Your instructions: Beginning at the top of the data below, write out every line exactly until you reach the line with "if let Some(section)", and include that line.

======== Dataset content ========

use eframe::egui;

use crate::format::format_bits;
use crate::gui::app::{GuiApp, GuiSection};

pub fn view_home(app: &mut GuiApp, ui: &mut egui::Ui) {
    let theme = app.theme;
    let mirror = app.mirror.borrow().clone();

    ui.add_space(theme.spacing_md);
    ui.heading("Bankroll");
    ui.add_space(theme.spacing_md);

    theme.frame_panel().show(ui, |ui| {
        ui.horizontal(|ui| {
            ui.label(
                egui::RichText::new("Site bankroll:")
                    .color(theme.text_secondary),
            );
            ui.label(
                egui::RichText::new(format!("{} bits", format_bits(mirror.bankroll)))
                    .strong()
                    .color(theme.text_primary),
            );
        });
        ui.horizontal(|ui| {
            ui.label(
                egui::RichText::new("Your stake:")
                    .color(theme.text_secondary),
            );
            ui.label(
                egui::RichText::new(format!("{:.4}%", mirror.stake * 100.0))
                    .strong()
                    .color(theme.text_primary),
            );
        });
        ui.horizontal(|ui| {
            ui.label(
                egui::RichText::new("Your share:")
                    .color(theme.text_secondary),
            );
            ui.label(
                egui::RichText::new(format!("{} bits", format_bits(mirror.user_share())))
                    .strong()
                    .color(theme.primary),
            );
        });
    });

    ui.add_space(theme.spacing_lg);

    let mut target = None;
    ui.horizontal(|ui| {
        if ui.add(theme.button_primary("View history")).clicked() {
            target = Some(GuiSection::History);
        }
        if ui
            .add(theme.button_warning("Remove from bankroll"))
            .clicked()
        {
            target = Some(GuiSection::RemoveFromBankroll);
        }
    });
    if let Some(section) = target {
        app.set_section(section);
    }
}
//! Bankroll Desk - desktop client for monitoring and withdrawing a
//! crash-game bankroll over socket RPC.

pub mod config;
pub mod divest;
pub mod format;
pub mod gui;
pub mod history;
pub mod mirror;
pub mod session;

========

Task solution:
use eframe::egui;

use crate::format::format_bits;
use crate::gui::app::{GuiApp, GuiSection};

pub fn view_home(app: &mut GuiApp, ui: &mut egui::Ui) {
    let theme = app.theme;
    let mirror = app.mirror.borrow().clone();

    ui.add_space(theme.spacing_md);
    ui.heading("Bankroll");
    ui.add_space(theme.spacing_md);

    theme.frame_panel().show(ui, |ui| {
        ui.horizontal(|ui| {
            ui.label(
                egui::RichText::new("Site bankroll:")
                    .color(theme.text_secondary),
            );
            ui.label(
                egui::RichText::new(format!("{} bits", format_bits(mirror.bankroll)))
                    .strong()
                    .color(theme.text_primary),
            );
        });
        ui.horizontal(|ui| {
            ui.label(
                egui::RichText::new("Your stake:")
                    .color(theme.text_secondary),
            );
            ui.label(
                egui::RichText::new(format!("{:.4}%", mirror.stake * 100.0))
                    .strong()
                    .color(theme.text_primary),
            );
        });
        ui.horizontal(|ui| {
            ui.label(
                egui::RichText::new("Your share:")
                    .color(theme.text_secondary),
            );
            ui.label(
                egui::RichText::new(format!("{} bits", format_bits(mirror.user_share())))
                    .strong()
                    .color(theme.primary),
            );
        });
    });

    ui.add_space(theme.spacing_lg);

    let mut target = None;
    ui.horizontal(|ui| {
        if ui.add(theme.button_primary("View history")).clicked() {
            target = Some(GuiSection::History);
        }
        if ui
            .add(theme.button_warning("Remove from bankroll"))
            .clicked()
        {
            target = Some(GuiSection::RemoveFromBankroll);
        }
    });
    if let Some(section) = target {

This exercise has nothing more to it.